[Source data]
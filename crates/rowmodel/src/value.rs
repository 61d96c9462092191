//! Cell values for table models.
//!
//! [`CellValue`] is the type-erased container a model hands to its view for
//! each cell. It covers the common scalar and string cases directly and
//! falls back to `Any` for application-specific payloads.

use std::any::Any;
use std::fmt;

/// Type-erased container for one table cell.
///
/// `CellValue::None` renders as the empty string, which doubles as the
/// masked-failure sentinel for accessor dispatch (see
/// [`DispatchPolicy`](crate::DispatchPolicy)).
///
/// # Example
///
/// ```
/// use rowmodel::CellValue;
///
/// let value = CellValue::from("Ann");
/// assert_eq!(value.as_str(), Some("Ann"));
///
/// let value = CellValue::from(30u32);
/// assert_eq!(value.as_int(), Some(30));
/// assert_eq!(value.to_string(), "30");
/// ```
#[derive(Debug, Default)]
pub enum CellValue {
    /// No data. Displays as the empty string.
    #[default]
    None,
    /// String data.
    String(String),
    /// Integer data. `From` conversions from unsigned sources saturate at
    /// `i64::MAX`.
    Int(i64),
    /// Floating point data.
    Float(f64),
    /// Boolean data.
    Bool(bool),
    /// Custom data (type-erased).
    Custom(Box<dyn Any + Send + Sync>),
}

impl Clone for CellValue {
    fn clone(&self) -> Self {
        match self {
            CellValue::None => CellValue::None,
            CellValue::String(s) => CellValue::String(s.clone()),
            CellValue::Int(n) => CellValue::Int(*n),
            CellValue::Float(n) => CellValue::Float(*n),
            CellValue::Bool(b) => CellValue::Bool(*b),
            // Custom data cannot be cloned; becomes None
            CellValue::Custom(_) => CellValue::None,
        }
    }
}

impl CellValue {
    /// Creates new custom data from any type.
    pub fn new<T: Any + Send + Sync + 'static>(value: T) -> Self {
        CellValue::Custom(Box::new(value))
    }

    /// Returns `true` if this is `CellValue::None`.
    pub fn is_none(&self) -> bool {
        matches!(self, CellValue::None)
    }

    /// Returns `true` if this contains some data.
    pub fn is_some(&self) -> bool {
        !self.is_none()
    }

    /// Attempts to get the data as a string slice.
    pub fn as_str(&self) -> Option<&str> {
        match self {
            CellValue::String(s) => Some(s.as_str()),
            _ => None,
        }
    }

    /// Attempts to get the data as an owned string.
    pub fn into_string(self) -> Option<String> {
        match self {
            CellValue::String(s) => Some(s),
            _ => None,
        }
    }

    /// Attempts to get the data as an integer.
    pub fn as_int(&self) -> Option<i64> {
        match self {
            CellValue::Int(n) => Some(*n),
            _ => None,
        }
    }

    /// Attempts to get the data as a float.
    pub fn as_float(&self) -> Option<f64> {
        match self {
            CellValue::Float(n) => Some(*n),
            _ => None,
        }
    }

    /// Attempts to get the data as a boolean.
    pub fn as_bool(&self) -> Option<bool> {
        match self {
            CellValue::Bool(b) => Some(*b),
            _ => None,
        }
    }

    /// Attempts to downcast custom data to the specified type.
    pub fn downcast<T: Any>(&self) -> Option<&T> {
        match self {
            CellValue::Custom(data) => data.downcast_ref::<T>(),
            _ => None,
        }
    }

    /// Attempts to downcast and take ownership of custom data.
    pub fn downcast_into<T: Any>(self) -> Option<T> {
        match self {
            CellValue::Custom(data) => data.downcast::<T>().ok().map(|b| *b),
            _ => None,
        }
    }
}

impl fmt::Display for CellValue {
    fn fmt(&self, f: &mut fmt::Formatter<'_>) -> fmt::Result {
        match self {
            CellValue::None => Ok(()),
            CellValue::String(s) => f.write_str(s),
            CellValue::Int(n) => write!(f, "{n}"),
            CellValue::Float(n) => write!(f, "{n}"),
            CellValue::Bool(b) => write!(f, "{b}"),
            CellValue::Custom(_) => f.write_str("<custom>"),
        }
    }
}

impl From<String> for CellValue {
    fn from(s: String) -> Self {
        CellValue::String(s)
    }
}

impl From<&str> for CellValue {
    fn from(s: &str) -> Self {
        CellValue::String(s.to_string())
    }
}

impl From<bool> for CellValue {
    fn from(b: bool) -> Self {
        CellValue::Bool(b)
    }
}

impl From<f64> for CellValue {
    fn from(n: f64) -> Self {
        CellValue::Float(n)
    }
}

impl From<f32> for CellValue {
    fn from(n: f32) -> Self {
        CellValue::Float(n as f64)
    }
}

macro_rules! int_from {
    ($($ty:ty),*) => {
        $(
            impl From<$ty> for CellValue {
                fn from(n: $ty) -> Self {
                    CellValue::Int(n as i64)
                }
            }
        )*
    };
}

int_from!(i8, i16, i32, i64, isize, u8, u16, u32);

// Unsigned values above i64::MAX saturate rather than wrap negative.
macro_rules! saturating_int_from {
    ($($ty:ty),*) => {
        $(
            impl From<$ty> for CellValue {
                fn from(n: $ty) -> Self {
                    CellValue::Int(i64::try_from(n).unwrap_or(i64::MAX))
                }
            }
        )*
    };
}

saturating_int_from!(u64, usize);

impl<V: Into<CellValue>> From<Option<V>> for CellValue {
    fn from(opt: Option<V>) -> Self {
        match opt {
            Some(value) => value.into(),
            None => CellValue::None,
        }
    }
}
//! The two table-model variants and the data-source contract they serve.
//!
//! - [`SchemaTableModel`] derives its columns from the row type's
//!   [`TableRow`] schema (the `#[derive(TableRow)]` markers, or a hand-built
//!   [`ColumnSchema`](crate::ColumnSchema)).
//! - [`ExtractorTableModel`] takes a fixed header list at construction and
//!   defers cell extraction to a caller-supplied closure.
//!
//! Both deref to [`Rows`], so the full mutation/notification vocabulary of
//! that type is available on either model.

use std::sync::Arc;

use crate::error::AccessError;
use crate::rows::{Rows, TableSignals};
use crate::schema::{ColumnSchema, TableRow};
use crate::value::CellValue;

/// Type alias for a per-cell editability predicate.
pub type EditablePredicate<T> = Arc<dyn Fn(&T, usize) -> bool + Send + Sync>;

/// Type alias for a cell extractor function: (row, column) -> value.
pub type CellExtractor<T> = Arc<dyn Fn(&T, usize) -> CellValue + Send + Sync>;

/// The table-data-source contract a table widget consumes.
///
/// A widget queries dimensions, headers, and cell values through this trait
/// and subscribes to [`TableSignals`] to redraw only the affected rows.
///
/// Row and column positions are **not** validated here; out-of-range
/// positions panic as the underlying storage would. The widget is expected
/// to stay within the bounds it was notified about.
pub trait TableSource {
    /// The number of rows.
    fn row_count(&self) -> usize;

    /// The number of columns. Fixed for the model's lifetime.
    fn column_count(&self) -> usize;

    /// The header of the column at `column`.
    ///
    /// # Panics
    ///
    /// Panics if `column >= column_count()`.
    fn column_name(&self, column: usize) -> &str;

    /// The displayable value of the cell at (`row`, `column`).
    ///
    /// # Panics
    ///
    /// Panics if `row` or `column` is out of range.
    fn value_at(&self, row: usize, column: usize) -> CellValue;

    /// Whether the cell at (`row`, `column`) may be edited.
    ///
    /// Cells are never editable by default.
    fn is_cell_editable(&self, _row: usize, _column: usize) -> bool {
        false
    }

    /// The change notifications this source emits.
    fn signals(&self) -> &TableSignals;
}

/// How a model presents an accessor-dispatch failure to the view.
#[derive(Debug, Clone, Copy, PartialEq, Eq, Default)]
pub enum DispatchPolicy {
    /// Log the failure at `warn` and render the cell blank
    /// ([`CellValue::None`]). Favors UI stability: the table keeps painting.
    #[default]
    Mask,
    /// Render the failure text into the cell, making it visible in the UI
    /// and assertable in tests.
    Surface,
}

/// A table model whose columns come from the row type's schema.
///
/// The schema is resolved once, at construction, and never changes; the row
/// collection is freely mutable through the [`Rows`] operations this model
/// derefs to.
///
/// # Example
///
/// ```
/// use rowmodel::{SchemaTableModel, TableRow, TableSource};
///
/// #[derive(TableRow)]
/// struct Employee {
///     #[column(order = 1)]
///     name: String,
///     #[column(order = 2)]
///     age: u32,
/// }
///
/// let model = SchemaTableModel::<Employee>::new();
/// model.push(Employee { name: "Ann".into(), age: 30 });
///
/// assert_eq!(model.column_count(), 2);
/// assert_eq!(model.column_name(0), "name");
/// assert_eq!(model.value_at(0, 0).as_str(), Some("Ann"));
/// assert_eq!(model.value_at(0, 1).as_int(), Some(30));
/// ```
pub struct SchemaTableModel<T: TableRow> {
    rows: Rows<T>,
    schema: ColumnSchema<T>,
    policy: DispatchPolicy,
    editable: Option<EditablePredicate<T>>,
}

impl<T: TableRow> Default for SchemaTableModel<T> {
    fn default() -> Self {
        Self::new()
    }
}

> _DESCRIPTION OF THE TASK_
Nothing beyond the lines from the start of the entries through the line with "for application-specific payloads." should appear. Repeat those lines exactly, both ends included.

> _SOLUTION TO THE EXERCISE_
filename crates/rowmodel/src/value.rs
repository 61d96c9462092191
//! Cell values for table models.
//!
//! [`CellValue`] is the type-erased container a model hands to its view for
//! each cell. It covers the common scalar and string cases directly and
//! falls back to `Any` for application-specific payloads.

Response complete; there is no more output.